The Eldar looked back at the Raven Guard, the tone of impatience resonating clearly in her ears. Try as she might, Aeliel couldn’t understand why the Death Angels were so impatient with her. She wondered if they were always that way or if it was simply in response to being around her.


“The reliquary is close, Death Angel. It will not be much longer and you will be able to return to your home,” the girl remarked before returning her attention to that path in front of her.


“Why does she keep calling us that?” Graphin grumbled.


“Probably because she doesn’t know what else to call you. I doubt there have been many Astartes Chapters paying this planet a visit in the last ten thousand or so years. You shouldn’t take offense, Brother Graphin, as most people see you and your brethren as such in the Imperium as well,” Inquisitor Andiron commented casually.


“She is not of the Imperium…” Sergeant Silinus spoke up.


“Fair point…” Lucian conceded, “But it does speak volumes of your reputation as warriors if planets that have never before felt your fury respect it.”


Silinus snorted but made no attempt at a rebuttal. His experience dealing with the young Inquisitor had been full of strange twists, not the least of which being the inclusion of the alien into their group. Usefulness aside, it was unorthodox and against everything he had ever come to accept about the Eldar.
As if summoned by Graphin’s impatience, the group came upon a door that looked much like the one they had gone through earlier, just a lot smaller. Aeliel again approached a small collection of runes that began to glow dimly as she drew near them. She gingerly pressed a few of them and stepped back, even managing to remain still when the door emitted a sharp crack right before it slid open. The Inquisitor wasted no time approaching the door, and was pleased that the Eldar girl made no attempts to stop him this time.

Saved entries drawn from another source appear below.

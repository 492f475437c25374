use serde_json::{Map, Value};
use std::collections::HashSet;

/// Index of the photo published as the listing's main image.
pub const MAIN_PHOTO_INDEX: usize = 1;

/// Primary URLs first, then auxiliary ones; empties dropped, first occurrence wins.
pub fn merge_photos(primary: &[String], auxiliary: &[String]) -> Vec<String> {
    let mut seen = HashSet::new();
    let mut merged = Vec::new();
    for url in primary.iter().chain(auxiliary) {
        if url.is_empty() {
            continue;
        }
        if seen.insert(url.as_str()) {
            merged.push(url.clone());
        }
    }
    merged
}

/// String entries of a scraped `photos` array.
pub fn photo_urls(raw: Option<&Value>) -> Vec<String> {
    raw.and_then(Value::as_array)
        .map(|items| {
            items
                .iter()
                .filter_map(Value::as_str)
                .filter(|url| !url.is_empty())
                .map(str::to_string)
                .collect()
        })
        .unwrap_or_default()
}

#[derive(Debug, Clone, Default, PartialEq, Eq)]
pub struct PhotoSlots {
    pub main: Option<String>,
    /// Photos after the main one, keyed `"1"`, `"2"`, … in slot order.
    pub secondary: Option<Map<String, Value>>,
}

pub fn photo_slots(photos: &[String], primary_index: usize) -> PhotoSlots {
    let main = photos
        .get(primary_index)
        .or_else(|| photos.first())
        .filter(|url| !url.is_empty())
        .cloned();
    let rest: Vec<&String> = photos
        .iter()
        .skip(primary_index + 1)
        .filter(|url| !url.is_empty())
        .collect();
    let secondary = (!rest.is_empty()).then(|| {
        rest.into_iter()
            .enumerate()
            .map(|(idx, url)| ((idx + 1).to_string(), Value::String(url.clone())))
            .collect()
    });
    PhotoSlots { main, secondary }
}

The chamber that had been revealed by the door’s retreat was filled with brightly colored banners, glowing Eldar runes, and other finery that seemed much too important to keep locked away. Many of the stands that once likely held object stood empty, giving only hints as to what might have rested upon them in millennia past. Only one pedestal still held an artifact, and Lucian was eager to retrieve it.


Upon the surface of the pedestal sat a large, ornately covered book. The runes were alien to the Inquisitor, but the craftsmanship required to create such intricate designs was undeniable. Without saying a word, Lucian lifted the cover and gazed upon the text underneath. The pages were just as indecipherable as the cover, but it was still beautiful to gaze upon. As he thumbed through the thing, he wondered just how long Inquisitorial scholars would need to study the thing before they coxed any tangible knowledge out of it.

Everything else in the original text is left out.